*EXERCISE MATERIAL*.

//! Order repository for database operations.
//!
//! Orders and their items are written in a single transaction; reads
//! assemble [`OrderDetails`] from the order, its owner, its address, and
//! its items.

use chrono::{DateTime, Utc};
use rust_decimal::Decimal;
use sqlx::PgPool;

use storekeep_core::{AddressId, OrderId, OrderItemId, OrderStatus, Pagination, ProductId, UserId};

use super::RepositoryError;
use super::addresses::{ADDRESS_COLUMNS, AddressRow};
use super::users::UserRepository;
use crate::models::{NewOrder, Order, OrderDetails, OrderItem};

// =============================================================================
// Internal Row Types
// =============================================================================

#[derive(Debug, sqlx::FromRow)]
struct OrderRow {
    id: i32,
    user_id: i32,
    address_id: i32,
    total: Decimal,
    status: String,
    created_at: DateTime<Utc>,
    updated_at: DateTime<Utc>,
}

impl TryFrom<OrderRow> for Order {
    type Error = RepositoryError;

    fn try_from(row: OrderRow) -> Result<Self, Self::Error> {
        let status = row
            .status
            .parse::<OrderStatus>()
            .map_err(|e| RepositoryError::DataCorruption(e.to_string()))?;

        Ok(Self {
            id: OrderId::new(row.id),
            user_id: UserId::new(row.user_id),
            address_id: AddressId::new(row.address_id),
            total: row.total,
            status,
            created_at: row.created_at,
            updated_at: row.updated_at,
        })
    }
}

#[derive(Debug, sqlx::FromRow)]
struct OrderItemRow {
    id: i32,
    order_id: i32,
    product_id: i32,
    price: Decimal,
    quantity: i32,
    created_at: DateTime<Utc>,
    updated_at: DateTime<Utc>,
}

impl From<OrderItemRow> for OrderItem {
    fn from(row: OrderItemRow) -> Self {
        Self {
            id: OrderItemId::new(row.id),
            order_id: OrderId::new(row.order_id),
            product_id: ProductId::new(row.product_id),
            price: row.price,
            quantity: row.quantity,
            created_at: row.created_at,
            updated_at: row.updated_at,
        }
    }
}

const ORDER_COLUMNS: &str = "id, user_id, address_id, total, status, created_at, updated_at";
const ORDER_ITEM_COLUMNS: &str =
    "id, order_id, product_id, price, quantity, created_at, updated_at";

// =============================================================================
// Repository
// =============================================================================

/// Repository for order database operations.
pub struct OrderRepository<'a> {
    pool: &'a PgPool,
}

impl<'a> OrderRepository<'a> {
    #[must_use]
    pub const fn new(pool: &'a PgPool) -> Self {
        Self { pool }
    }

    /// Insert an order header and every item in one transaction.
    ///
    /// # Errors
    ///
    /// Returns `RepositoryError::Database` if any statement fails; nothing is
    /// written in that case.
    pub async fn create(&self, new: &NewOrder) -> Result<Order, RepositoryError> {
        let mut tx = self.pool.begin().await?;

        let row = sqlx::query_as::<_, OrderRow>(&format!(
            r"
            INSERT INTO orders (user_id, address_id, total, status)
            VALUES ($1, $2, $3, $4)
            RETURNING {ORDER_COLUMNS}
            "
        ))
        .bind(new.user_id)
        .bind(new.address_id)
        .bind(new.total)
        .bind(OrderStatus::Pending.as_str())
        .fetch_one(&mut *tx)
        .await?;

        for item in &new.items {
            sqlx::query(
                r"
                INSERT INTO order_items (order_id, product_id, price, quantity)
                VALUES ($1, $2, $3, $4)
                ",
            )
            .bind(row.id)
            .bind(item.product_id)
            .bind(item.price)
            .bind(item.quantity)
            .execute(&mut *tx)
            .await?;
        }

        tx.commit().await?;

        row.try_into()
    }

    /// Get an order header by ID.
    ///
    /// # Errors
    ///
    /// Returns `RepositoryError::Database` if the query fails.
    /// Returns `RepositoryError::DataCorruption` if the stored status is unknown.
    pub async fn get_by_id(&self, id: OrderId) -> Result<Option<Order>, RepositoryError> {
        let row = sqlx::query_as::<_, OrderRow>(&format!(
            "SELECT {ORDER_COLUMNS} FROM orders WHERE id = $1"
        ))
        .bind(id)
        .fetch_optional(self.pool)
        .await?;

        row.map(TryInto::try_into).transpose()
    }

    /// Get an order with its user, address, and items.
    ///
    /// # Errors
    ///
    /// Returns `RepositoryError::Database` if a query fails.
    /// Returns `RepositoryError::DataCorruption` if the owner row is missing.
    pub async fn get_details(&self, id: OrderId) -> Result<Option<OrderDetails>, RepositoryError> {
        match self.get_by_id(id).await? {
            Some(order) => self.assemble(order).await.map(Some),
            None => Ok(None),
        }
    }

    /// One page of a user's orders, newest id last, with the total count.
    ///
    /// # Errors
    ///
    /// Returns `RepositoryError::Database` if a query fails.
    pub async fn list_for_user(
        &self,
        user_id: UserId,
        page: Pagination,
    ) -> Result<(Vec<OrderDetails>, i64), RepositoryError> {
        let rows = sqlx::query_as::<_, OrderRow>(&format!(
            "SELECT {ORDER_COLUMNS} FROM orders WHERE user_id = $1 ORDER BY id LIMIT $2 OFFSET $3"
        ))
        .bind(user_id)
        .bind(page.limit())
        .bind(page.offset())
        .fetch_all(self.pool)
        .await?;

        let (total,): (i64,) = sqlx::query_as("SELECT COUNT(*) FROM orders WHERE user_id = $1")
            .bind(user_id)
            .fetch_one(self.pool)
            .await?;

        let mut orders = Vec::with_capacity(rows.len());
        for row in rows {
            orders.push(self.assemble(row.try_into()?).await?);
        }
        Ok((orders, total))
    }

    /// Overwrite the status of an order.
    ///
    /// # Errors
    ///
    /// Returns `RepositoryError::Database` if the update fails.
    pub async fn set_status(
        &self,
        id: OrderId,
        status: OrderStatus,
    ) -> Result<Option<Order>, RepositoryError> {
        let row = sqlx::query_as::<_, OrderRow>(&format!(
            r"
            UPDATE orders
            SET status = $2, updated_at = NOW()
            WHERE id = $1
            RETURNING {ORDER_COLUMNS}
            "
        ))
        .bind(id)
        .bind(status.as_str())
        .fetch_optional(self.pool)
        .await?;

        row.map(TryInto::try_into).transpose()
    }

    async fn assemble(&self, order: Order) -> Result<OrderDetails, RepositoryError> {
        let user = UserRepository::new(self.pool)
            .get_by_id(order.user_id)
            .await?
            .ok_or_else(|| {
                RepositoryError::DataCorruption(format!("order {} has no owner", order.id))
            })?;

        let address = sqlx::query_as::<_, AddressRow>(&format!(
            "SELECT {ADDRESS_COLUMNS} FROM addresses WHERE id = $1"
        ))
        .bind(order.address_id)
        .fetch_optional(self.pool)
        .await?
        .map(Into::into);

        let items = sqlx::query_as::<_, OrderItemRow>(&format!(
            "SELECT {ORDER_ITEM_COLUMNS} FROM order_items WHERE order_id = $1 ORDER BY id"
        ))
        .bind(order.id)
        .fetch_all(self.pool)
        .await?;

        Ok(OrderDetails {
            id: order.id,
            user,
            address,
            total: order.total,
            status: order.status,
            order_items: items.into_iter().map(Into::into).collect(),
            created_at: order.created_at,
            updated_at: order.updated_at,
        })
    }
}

--

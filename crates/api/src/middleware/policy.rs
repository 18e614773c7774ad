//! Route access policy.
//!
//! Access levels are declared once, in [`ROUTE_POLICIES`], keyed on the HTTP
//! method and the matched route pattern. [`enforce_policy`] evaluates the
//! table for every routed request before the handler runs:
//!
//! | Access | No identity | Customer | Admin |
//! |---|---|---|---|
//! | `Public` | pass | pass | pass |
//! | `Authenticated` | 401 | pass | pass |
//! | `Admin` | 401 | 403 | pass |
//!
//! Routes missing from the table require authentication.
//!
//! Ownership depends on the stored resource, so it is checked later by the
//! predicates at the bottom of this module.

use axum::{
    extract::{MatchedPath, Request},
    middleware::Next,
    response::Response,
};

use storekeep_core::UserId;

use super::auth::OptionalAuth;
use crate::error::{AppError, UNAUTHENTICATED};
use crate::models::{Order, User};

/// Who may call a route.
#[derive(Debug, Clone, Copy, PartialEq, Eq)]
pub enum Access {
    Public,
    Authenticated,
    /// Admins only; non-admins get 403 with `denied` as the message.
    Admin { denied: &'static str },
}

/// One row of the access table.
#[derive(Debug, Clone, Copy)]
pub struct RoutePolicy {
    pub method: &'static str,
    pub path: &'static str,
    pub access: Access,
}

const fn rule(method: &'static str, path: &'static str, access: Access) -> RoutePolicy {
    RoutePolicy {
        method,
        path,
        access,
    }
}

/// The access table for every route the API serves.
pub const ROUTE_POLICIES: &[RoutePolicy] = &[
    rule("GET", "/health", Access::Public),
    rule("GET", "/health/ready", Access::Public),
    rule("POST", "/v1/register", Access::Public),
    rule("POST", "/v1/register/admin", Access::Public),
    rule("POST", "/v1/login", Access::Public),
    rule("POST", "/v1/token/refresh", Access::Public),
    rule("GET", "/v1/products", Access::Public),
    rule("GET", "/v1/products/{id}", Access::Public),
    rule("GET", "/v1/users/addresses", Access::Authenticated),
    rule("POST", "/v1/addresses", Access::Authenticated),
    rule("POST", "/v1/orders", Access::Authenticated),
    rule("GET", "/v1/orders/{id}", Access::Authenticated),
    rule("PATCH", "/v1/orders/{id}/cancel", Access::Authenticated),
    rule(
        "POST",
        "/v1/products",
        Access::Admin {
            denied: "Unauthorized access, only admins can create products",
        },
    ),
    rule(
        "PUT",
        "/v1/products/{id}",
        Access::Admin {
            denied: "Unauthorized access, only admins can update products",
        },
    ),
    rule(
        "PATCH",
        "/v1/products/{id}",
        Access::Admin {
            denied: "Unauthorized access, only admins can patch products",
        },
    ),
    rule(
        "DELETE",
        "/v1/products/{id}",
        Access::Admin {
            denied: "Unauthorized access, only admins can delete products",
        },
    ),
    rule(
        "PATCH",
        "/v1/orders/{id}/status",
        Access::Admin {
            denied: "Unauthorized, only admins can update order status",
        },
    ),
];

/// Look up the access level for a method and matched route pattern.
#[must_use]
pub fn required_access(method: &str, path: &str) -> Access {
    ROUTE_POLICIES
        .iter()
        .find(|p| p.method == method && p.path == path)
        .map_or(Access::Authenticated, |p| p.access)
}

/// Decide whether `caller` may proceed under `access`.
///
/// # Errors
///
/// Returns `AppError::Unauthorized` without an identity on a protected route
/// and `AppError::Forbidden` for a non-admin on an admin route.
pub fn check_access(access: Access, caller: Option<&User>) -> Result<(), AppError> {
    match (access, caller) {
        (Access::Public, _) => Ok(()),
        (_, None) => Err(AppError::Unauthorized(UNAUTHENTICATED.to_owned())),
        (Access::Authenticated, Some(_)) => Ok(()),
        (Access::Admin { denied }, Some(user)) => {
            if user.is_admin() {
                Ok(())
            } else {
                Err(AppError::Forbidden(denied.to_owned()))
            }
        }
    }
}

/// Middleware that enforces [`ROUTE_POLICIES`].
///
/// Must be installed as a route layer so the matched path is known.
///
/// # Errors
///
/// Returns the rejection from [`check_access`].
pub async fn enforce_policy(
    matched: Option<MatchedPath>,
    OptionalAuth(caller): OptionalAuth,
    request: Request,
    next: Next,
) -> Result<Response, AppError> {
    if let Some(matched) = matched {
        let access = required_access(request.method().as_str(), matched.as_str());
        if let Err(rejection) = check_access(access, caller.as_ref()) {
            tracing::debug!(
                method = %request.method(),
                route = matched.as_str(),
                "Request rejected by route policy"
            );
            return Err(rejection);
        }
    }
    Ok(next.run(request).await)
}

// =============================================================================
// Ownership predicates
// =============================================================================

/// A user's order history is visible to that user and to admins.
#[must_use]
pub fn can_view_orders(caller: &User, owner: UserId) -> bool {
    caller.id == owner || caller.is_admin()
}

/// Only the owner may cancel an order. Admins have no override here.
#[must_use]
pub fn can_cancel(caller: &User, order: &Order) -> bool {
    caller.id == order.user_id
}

*WHAT IS REQUIRED*. Identify the lines above with the word "health". Copy them.

*TASK RESULT*.
    rule("GET", "/health", Access::Public),
    rule("GET", "/health/ready", Access::Public),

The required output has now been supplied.